━━━ DATA TO PROCESS ━━━
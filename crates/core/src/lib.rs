//! conveyor-core
//!
//! 作业编排引擎的核心抽象：数据模型、命令抽象与注册表、
//! 存储/队列/事件的trait契约、错误分类、配置与日志。

pub mod command;
pub mod config;
pub mod errors;
pub mod idempotency;
pub mod logging;
pub mod models;
pub mod traits;

pub use command::{Command, CommandContext, CommandFactory, CommandRegistry};
pub use config::{
    AppConfig, DispatcherConfig, JobStoreConfig, JobStoreType, LoggingConfig, MessageQueueConfig,
    MessageQueueType,
};
pub use errors::{ConveyorError, ConveyorResult};
pub use idempotency::{trigger_hash, IdempotencyRecord};
pub use models::{Job, JobEvent, JobEventType, JobStatus, TaskMessage};
pub use traits::{
    dead_letter_queue_name, Delivery, EventPublisher, JobStore, MessageQueue, TransitionFields,
};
━━━
_ACTIVITY_. Write out exactly the lines from the line containing "pub mod command;" to the end of the listing above, both included, and nothing else.

_EXERCISE OUTPUT_.
pub mod command;
pub mod config;
pub mod errors;
pub mod idempotency;
pub mod logging;
pub mod models;
pub mod traits;

pub use command::{Command, CommandContext, CommandFactory, CommandRegistry};
pub use config::{
    AppConfig, DispatcherConfig, JobStoreConfig, JobStoreType, LoggingConfig, MessageQueueConfig,
    MessageQueueType,
};
pub use errors::{ConveyorError, ConveyorResult};
pub use idempotency::{trigger_hash, IdempotencyRecord};
pub use models::{Job, JobEvent, JobEventType, JobStatus, TaskMessage};
pub use traits::{
    dead_letter_queue_name, Delivery, EventPublisher, JobStore, MessageQueue, TransitionFields,
};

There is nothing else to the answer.